Trauer lässt sich gemäss Verena Kast, Psychologin und Vizepräsidentin des C. G.-Jung-Instituts Zürich, in vier Phasen unterteilen:

Im ersten Moment bewirkt der Tod eines geliebten Menschen oft eine Art Schockzustand, der stunden- oder tagelang anhalten kann. Der Trauernde kann nicht fassen, was geschehen ist und fühlt sich wie erstarrt. In dieser Phase braucht er womöglich jemanden, der ihm beim Erledigen alltäglicher Aufgaben hilft.
Anschliessend brechen meist die Emotionen auf. Der Hinterbliebene wird überwältigt von Gefühlen wie Angst oder Wut und sucht verzweifelt nach einer Erklärung für den Verlust. In diesem Gefühlschaos braucht er jemanden, der ihm zuhört.

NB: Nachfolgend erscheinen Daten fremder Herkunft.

//! Configuration Module
//!
//! Handles loading cache and server configuration from environment variables.

use std::env;
use std::fmt;
use std::path::PathBuf;
use std::str::FromStr;
use std::time::Duration;

use crate::error::{CacheError, Result};

// == Cache Type ==
/// Storage engine backing a cache instance.
#[derive(Debug, Clone, Copy, PartialEq, Eq, Default)]
pub enum CacheType {
    #[default]
    Memory,
    Disk,
}

impl FromStr for CacheType {
    type Err = CacheError;

    fn from_str(s: &str) -> Result<Self> {
        match s.trim().to_ascii_lowercase().as_str() {
            "memory" => Ok(CacheType::Memory),
            "disk" => Ok(CacheType::Disk),
            other => Err(CacheError::InvalidConfig(format!(
                "unknown cache type '{}', expected memory or disk",
                other
            ))),
        }
    }
}

impl fmt::Display for CacheType {
    fn fmt(&self, f: &mut fmt::Formatter<'_>) -> fmt::Result {
        match self {
            CacheType::Memory => write!(f, "memory"),
            CacheType::Disk => write!(f, "disk"),
        }
    }
}

// == Cache Config ==
/// Per-instance cache configuration.
#[derive(Debug, Clone, Default)]
pub struct CacheConfig {
    /// Storage engine
    pub cache_type: CacheType,
    /// Capacity in bytes of serialized values, 0 = unbounded
    pub max_size: u64,
    /// Storage directory, required for the disk engine
    pub disk_path: Option<PathBuf>,
    /// Items untouched longer than this are evicted first, zero disables the preference
    pub eviction_time: Duration,
}

impl CacheConfig {
    /// Creates an in-memory configuration.
    pub fn memory(max_size: u64, eviction_time: Duration) -> Self {
        Self {
            cache_type: CacheType::Memory,
            max_size,
            disk_path: None,
            eviction_time,
        }
    }

    /// Creates a disk configuration rooted at `path`.
    pub fn disk(path: impl Into<PathBuf>, max_size: u64, eviction_time: Duration) -> Self {
        Self {
            cache_type: CacheType::Disk,
            max_size,
            disk_path: Some(path.into()),
            eviction_time,
        }
    }

    /// Loads a cache configuration from environment variables.
    ///
    /// # Environment Variables
    /// - `CACHE_TYPE` - `memory` or `disk` (default: memory)
    /// - `CACHE_MAX_SIZE` - Capacity in bytes, 0 = unbounded (default: 0)
    /// - `CACHE_DISK_PATH` - Storage directory for the disk engine (default: unset)
    /// - `CACHE_EVICTION_TIME_MS` - Eviction-time preference in milliseconds (default: 0)
    pub fn from_env() -> Self {
        Self {
            cache_type: env::var("CACHE_TYPE")
                .ok()
                .and_then(|v| v.parse().ok())
                .unwrap_or_default(),
            max_size: env::var("CACHE_MAX_SIZE")
                .ok()
                .and_then(|v| v.parse().ok())
                .unwrap_or(0),
            disk_path: env::var("CACHE_DISK_PATH")
                .ok()
                .filter(|v| !v.is_empty())
                .map(PathBuf::from),
            eviction_time: env::var("CACHE_EVICTION_TIME_MS")
                .ok()
                .and_then(|v| v.parse().ok())
                .map(Duration::from_millis)
                .unwrap_or(Duration::ZERO),
        }
    }

    /// Checks that the configuration can build a cache.
    pub fn validate(&self) -> Result<()> {
        if self.cache_type == CacheType::Disk && self.disk_path.is_none() {
            return Err(CacheError::InvalidConfig(
                "disk cache requires a disk path".to_string(),
            ));
        }
        Ok(())
    }
}

// == Server Config ==
/// Local cache service configuration.
#[derive(Debug, Clone)]
pub struct Config {
    /// Cache served by the service
    pub cache: CacheConfig,
    /// HTTP server port
    pub server_port: u16,
}

impl Config {
    /// Creates a new Config by loading values from environment variables.
    ///
    /// Reads the `CACHE_*` variables described on [`CacheConfig::from_env`] and
    /// `SERVER_PORT` (default: 3000).
    pub fn from_env() -> Self {
        Self {
            cache: CacheConfig::from_env(),
            server_port: env::var("SERVER_PORT")
                .ok()
                .and_then(|v| v.parse().ok())
                .unwrap_or(3000),
        }
    }
}

impl Default for Config {
    fn default() -> Self {
        Self {
            cache: CacheConfig::default(),
            server_port: 3000,
        }
    }
}
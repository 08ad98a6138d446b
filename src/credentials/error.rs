//! Credential cache errors

use thiserror::Error;

/// Errors returned while obtaining scoped credentials.
///
/// Cloneable so a single refresh result can be handed to every waiter.
#[derive(Error, Debug, Clone, PartialEq, Eq)]
pub enum CredentialError {
    /// Construction parameters rejected
    #[error("invalid credential configuration: {0}")]
    InvalidConfig(String),

    /// The token exchange failed
    #[error("failed to assume role: {0}")]
    AssumeRole(String),

    /// The token exchange returned an unparsable expiration
    #[error("invalid credential expiration '{0}'")]
    InvalidExpiration(String),

    /// The caller's deadline elapsed before a credential was available
    #[error("deadline exceeded waiting for credentials")]
    DeadlineExceeded,

    /// The refresh task died
    #[error("internal error: {0}")]
    Internal(String),
}
//! Cache Item Module
//!
//! Defines the value container and bookkeeping shared by both cache engines.

use chrono::{DateTime, Utc};
use serde::{Deserialize, Serialize};

// == Cache Item ==
/// A cached value with its size and access bookkeeping.
///
/// The memory engine stores the payload in `value`; the disk engine keeps
/// `CacheItem<()>` in its index and the payload in a file. Only the metadata
/// fields are serialized, which is the shape of the disk index entries.
#[derive(Debug, Clone, PartialEq, Serialize, Deserialize)]
#[serde(rename_all = "camelCase")]
pub struct CacheItem<V = serde_json::Value> {
    /// The stored payload
    #[serde(skip)]
    pub value: V,
    /// Byte length of the serialized payload
    pub size: u64,
    /// When the value was written
    pub created_at: DateTime<Utc>,
    /// When the value was last written or read
    pub accessed_at: DateTime<Utc>,
}

impl<V> CacheItem<V> {
    // == Constructor ==
    /// Creates a new item stamped with the current time.
    pub fn new(value: V, size: u64) -> Self {
        let now = Utc::now();
        Self {
            value,
            size,
            created_at: now,
            accessed_at: now,
        }
    }

    // == Touch ==
    /// Marks the item as read now.
    pub fn touch(&mut self) {
        self.accessed_at = Utc::now();
    }

    // == Idle Time ==
    /// Returns how long the item has gone untouched as of `now`.
    pub fn idle_for(&self, now: DateTime<Utc>) -> chrono::Duration {
        now - self.accessed_at
    }
}
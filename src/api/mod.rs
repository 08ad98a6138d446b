//! HTTP surface of the local cache service.

pub mod handlers;
pub mod routes;

pub use handlers::*;
pub use routes::create_router;
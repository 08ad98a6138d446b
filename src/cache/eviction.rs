//! Eviction Planner Module
//!
//! Chooses which items to drop when a write would exceed the size bound.
//! Both engines run the same plan and then remove the victims from their own
//! storage.

use std::collections::HashMap;
use std::time::Duration;

use chrono::{DateTime, Utc};

use crate::cache::CacheItem;

// == Eviction Plan ==
/// Outcome of planning an eviction.
#[derive(Debug, Default, PartialEq, Eq)]
pub struct EvictionPlan {
    /// Keys to remove, oldest access first
    pub victims: Vec<String>,
    /// Total size of the victims
    pub freed: u64,
    /// Whether `freed` covers the requested deficit
    pub sufficient: bool,
}

// == Plan ==
/// Picks victims freeing at least `needed` bytes.
///
/// When `eviction_time` is non-zero, items idle longer than it are considered
/// first. If they are absent or too small in total, every item is considered.
/// Candidates are taken oldest `accessed_at` first until the deficit is covered.
/// `protected` is never chosen (the key being written).
///
/// An insufficient plan still lists every candidate: the caller evicts them and
/// then fails the write.
pub fn plan<V>(
    items: &HashMap<String, CacheItem<V>>,
    needed: u64,
    eviction_time: Duration,
    protected: Option<&str>,
    now: DateTime<Utc>,
) -> EvictionPlan {
    let eligible = || {
        items
            .iter()
            .filter(move |(key, _)| Some(key.as_str()) != protected)
    };

    let mut candidates: Vec<(&String, &CacheItem<V>)> = Vec::new();
    if !eviction_time.is_zero() {
        candidates = eligible()
            .filter(|(_, item)| {
                item.idle_for(now)
                    .to_std()
                    .is_ok_and(|idle| idle > eviction_time)
            })
            .collect();
    }

    let stale_total: u64 = candidates.iter().map(|(_, item)| item.size).sum();
    if candidates.is_empty() || stale_total < needed {
        candidates = eligible().collect();
    }

    candidates.sort_by_key(|(_, item)| item.accessed_at);

    let mut plan = EvictionPlan::default();
    for (key, item) in candidates {
        if plan.freed >= needed {
            break;
        }
        plan.freed += item.size;
        plan.victims.push(key.clone());
    }
    plan.sufficient = plan.freed >= needed;
    plan
}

Irgendwann beruhigen sich üblicherweise die überbordenden Gefühle, doch in vielen kleinen Situationen des Alltags fühlt sich der Trauernde an den Verstorbenen erinnert – und muss sich immer wieder bewusst machen, dass es den schmerzlich vermissten Menschen nicht mehr gibt. Fachleute nennen es «die Such- und Trenn-Phase». Diese kann Wochen, aber auch Jahre dauern. Sie erfordert vom Umfeld Geduld und Nachsicht, weil sich vieles im Kreis zu drehen scheint.
Ist die Phase des Suchens abgeschlossen, öffnet sich der Blick für die Zukunft. Der Trauernde beginnt, die Welt und sich selber neu zu entdecken. Möglich ist, dass ihm die Helfer früherer Phasen dabei sogar als Hindernis erscheinen und er nach neuen Freunden fürs Leben sucht.

Schematisieren lässt sich der Prozess der Trauer allerdings nicht. Nicht jeder Mensch erlebt das Abschiednehmen in gleicher Weise.